By Neil Cameron, General Manager, Johnson Controls Systems and Service Africa
One of the latest trends in major commercial buildings – especially among those of multinational corporations – is the convergence of the security function and other vital building systems onto a single network. While well worth the effort, it is not an easy task.
The converged systems must be compatible with current needs and future technologies, while being able to support an increasingly complex mix of users. When done correctly, this network and connected systems meet the specific needs of an organisation, offering combinations of speed, convenience and flexibility that traditional systems simply cannot match. Plus, building operators are provided with a single point of control that allows for enhanced building management that drives more than just security strategies.
One large multinational corporate executive put it succinctly: “For this building, the system is akin to the neural network in our body. It is the core of the building’s disaster and control centres. It directly determines the cost and efficiency of operations management and ensures safety and comfort within the building.”
Successfully converging systems requires the design and maintenance skills of an experienced and proven service or solution provider. These system-wide solutions must support not just the security of people and assets, but also ensure that the building environment is conducive to productivity and facilitates the smooth running of operations. Furthermore, it must drive cost containment and meet other demands, such as energy efficiency or work safety policies.
These converged systems have many benefits. Chief among them is the ability to constantly monitor and refine the operation of many disparate building systems simultaneously. Integrated and converged systems are helping building managers take more control and become more responsible for overall building operations.
Authorised users can access the network from anywhere, anytime and with any Internet-enabled device, tapping into security devices or components such as CCTV cameras, as well as control and retrieve data from other integrated systems. This provides them with insight into overall performance of the facility or alerts when pre-configured thresholds are or are not met.
Here is an example of how converging building systems can work to improve the outcome of a situation. As soon the fire alarm system detects a fire, the building automation system signals the HVAC system to stop delivering fresh air to the area and pressurize the path of egress to clear it of any smoke. The access control system will unlock doors along the escape route and train CCTV cameras on the fire area to give first responders a live video feed.

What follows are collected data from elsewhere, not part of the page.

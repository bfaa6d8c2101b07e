//! Cryptographic primitives for VaultGuard.
//!
//! This module provides:
//! - PBKDF2-HMAC-SHA256 password-based key derivation (`kdf`)
//! - AES-256-GCM authenticated encryption with detached tags (`cipher`)

pub mod cipher;
pub mod kdf;

// Re-export the most commonly used items so callers can write:
//   use crate::crypto::{encrypt, decrypt, derive_key, ...};
pub use cipher::{decrypt, decrypt_with_aad, encrypt, encrypt_with_aad, Sealed, NONCE_LEN, TAG_LEN};
pub use kdf::{
    derive_key, derive_key_default, generate_salt, DerivedKey, DEFAULT_ITERATIONS, KEY_LEN,
    MIN_ITERATIONS, SALT_LEN,
};
//! Configuration loaded from `.vaultguard.toml`.

pub mod settings;

pub use settings::Settings;
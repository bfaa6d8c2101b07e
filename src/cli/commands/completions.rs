//! `vaultguard completions` — print a shell completion script.
//!
//! Usage:
//!   vaultguard completions bash > ~/.local/share/bash-completion/completions/vaultguard
//!   vaultguard completions zsh > ~/.zfunc/_vaultguard

use std::io::{self, Write};

use clap::CommandFactory;
use clap_complete::{generate, Shell};

use crate::cli::Cli;
use crate::errors::Result;

/// Execute the `completions` command.
pub fn execute(shell: Shell) -> Result<()> {
    write_completions(shell, &mut io::stdout().lock())
}

/// Render the completion script for `shell` into `out`.
pub fn write_completions(shell: Shell, out: &mut dyn Write) -> Result<()> {
    let mut cmd = Cli::command();
    generate(shell, &mut cmd, "vaultguard", out);
    out.flush()?;
    Ok(())
}

#[cfg(test)]
mod tests {
    use super::*;

    #[test]
    fn bash_script_mentions_every_subcommand() {
        let mut buf = Vec::new();
        write_completions(Shell::Bash, &mut buf).unwrap();
        let script = String::from_utf8(buf).unwrap();

        for sub in ["encrypt", "decrypt", "analyze", "wordlist", "completions"] {
            assert!(script.contains(sub), "missing {sub}");
        }
    }

    #[test]
    fn zsh_script_is_named_for_the_binary() {
        let mut buf = Vec::new();
        write_completions(Shell::Zsh, &mut buf).unwrap();
        assert!(String::from_utf8(buf).unwrap().contains("vaultguard"));
    }
}
//! `vaultguard encrypt` — encrypt a file into `<FILE>.vault`.

use std::fs;
use std::path::Path;

use dialoguer::Confirm;

use crate::analysis::{StrengthEstimator, Zxcvbn};
use crate::cli::output;
use crate::cli::prompt_new_password;
use crate::config::Settings;
use crate::errors::{Result, VaultGuardError};
use crate::logging::LogHandle;
use crate::vault::{vault_path_for, VaultSession};

/// Execute the `encrypt` command.
pub fn execute(settings: &Settings, log: &LogHandle, file: &str, remove_source: bool) -> Result<()> {
    let path = Path::new(file);

    // 1. Check input and output before asking for anything.
    if !path.is_file() {
        return Err(VaultGuardError::NotFound(path.to_path_buf()));
    }
    let vault_path = vault_path_for(path);
    if vault_path.exists() {
        return Err(VaultGuardError::AlreadyExists(vault_path));
    }

    // 2. Choose a password and check its strength.
    let (password, from_env) = prompt_new_password(settings.min_password_len)?;
    confirm_strength(settings, &password, from_env)?;

    // 3. Encrypt.
    let session = VaultSession::new(settings.kdf_iterations, log)?;
    let written = session.encrypt_file(path, password.as_bytes())?;
    output::success(&format!(
        "Encrypted {} -> {}",
        path.display(),
        written.display()
    ));

    // 4. Optionally remove the plaintext.
    if remove_source {
        fs::remove_file(path)?;
        tracing::info!(file = %path.display(), "removed plaintext source");
        output::info(&format!("Removed {}", path.display()));
    }

    output::tip("Keep your password safe — there is no way to recover the file without it.");
    Ok(())
}

/// Warn about a weak password and, when interactive, ask to continue.
fn confirm_strength(settings: &Settings, password: &str, from_env: bool) -> Result<()> {
    let report = Zxcvbn.estimate(password)?;
    tracing::info!(score = report.score, "checked password strength");

    if report.is_acceptable(settings.min_password_score) {
        return Ok(());
    }

    output::warning(&format!(
        "Weak password: strength {}/4 — {} (crack time {})",
        report.score, report.feedback, report.crack_time
    ));

    if from_env {
        return Ok(());
    }

    let proceed = Confirm::new()
        .with_prompt("Use this password anyway?")
        .default(false)
        .interact()
        .map_err(|e| VaultGuardError::CommandFailed(format!("failed to read confirmation: {e}")))?;

    if proceed {
        Ok(())
    } else {
        Err(VaultGuardError::UserCancelled)
    }
}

And with the single network making more data readily available, innovations in management are emerging. Developing the requirements for a security system or for facilities management is important to meet business policy, drive operations, enable strategy and even comply with industry regulations. It has, however, been difficult to monitor and manage these systems proactively. One solution is to link to a cloud-based service where all facility data is constantly monitored. If configured thresholds are exceeded (energy consumption peaks or a security risk presents itself), identified users are alerted, procedures are automated (non-critical power usage is closed down or sectors in a building isolated) and the problem is escalated to ensure a speedy resolution.

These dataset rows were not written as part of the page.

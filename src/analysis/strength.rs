//! Password strength scoring.
//!
//! Scoring itself is delegated to `zxcvbn`; this module only narrows its
//! result down to what VaultGuard shows and checks against.

use std::fmt;

use crate::errors::{Result, VaultGuardError};

/// Feedback shown when the estimator has no warning to give.
pub const NO_WEAKNESSES: &str = "No major weaknesses";

/// What the estimator says about one password.
#[derive(Debug, Clone, PartialEq, Eq)]
pub struct StrengthReport {
    /// 0 (trivially guessable) to 4 (very unguessable).
    pub score: u8,
    /// The estimator's main warning, or `NO_WEAKNESSES`.
    pub feedback: String,
    /// Suggestions for a stronger password, possibly empty.
    pub suggestions: Vec<String>,
    /// Estimated time to guess at 10 guesses per second, unthrottled.
    pub crack_time: String,
}

impl StrengthReport {
    /// `true` if the score meets `min_score`.
    pub fn is_acceptable(&self, min_score: u8) -> bool {
        self.score >= min_score
    }
}

impl fmt::Display for StrengthReport {
    fn fmt(&self, f: &mut fmt::Formatter<'_>) -> fmt::Result {
        write!(
            f,
            "{}/4 ({}; crack time {})",
            self.score, self.feedback, self.crack_time
        )
    }
}

/// Anything that can score a password.
pub trait StrengthEstimator {
    fn estimate(&self, password: &str) -> Result<StrengthReport>;
}

/// The `zxcvbn` estimator.
#[derive(Debug, Default, Clone, Copy)]
pub struct Zxcvbn;

impl StrengthEstimator for Zxcvbn {
    fn estimate(&self, password: &str) -> Result<StrengthReport> {
        let entropy =
            zxcvbn::zxcvbn(password, &[]).map_err(|_| VaultGuardError::EmptyPassword)?;

        let (feedback, suggestions) = match entropy.feedback() {
            Some(fb) => (
                fb.warning()
                    .map_or_else(|| NO_WEAKNESSES.to_string(), |w| w.to_string()),
                fb.suggestions().iter().map(ToString::to_string).collect(),
            ),
            None => (NO_WEAKNESSES.to_string(), Vec::new()),
        };

        Ok(StrengthReport {
            score: entropy.score(),
            feedback,
            suggestions,
            crack_time: entropy
                .crack_times()
                .online_no_throttling_10_per_second()
                .to_string(),
        })
    }
}

/// Score `password` with the default estimator.
pub fn analyze(password: &str) -> Result<StrengthReport> {
    Zxcvbn.estimate(password)
}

But usage and other patterns, along with pattern divergence, can also be discerned. As more organisations subscribe to monitoring and management services, facility and security performance benchmarks are being identified to drive a new level of problem resolution and raise the bar for performance of these systems.
One of the key issues organisations need to focus on is buying into and acquiring security and other building solutions that are built on open platforms. The best platforms for integrated and converged security and building operations are those that best enable the use of solutions from numerous vendors. This allows facility managers to pick the best of fast-advancing technologies and drive standardised policy adherence throughout the organisation.
The days of separate, standalone security and building control systems are numbered. IT professionals, security directors and facility managers see the value of converging potentially dozens of building systems onto one network with a single control-point option. System convergence has arrived and will only gain momentum for its ability to more effectively and proactively manage large buildings.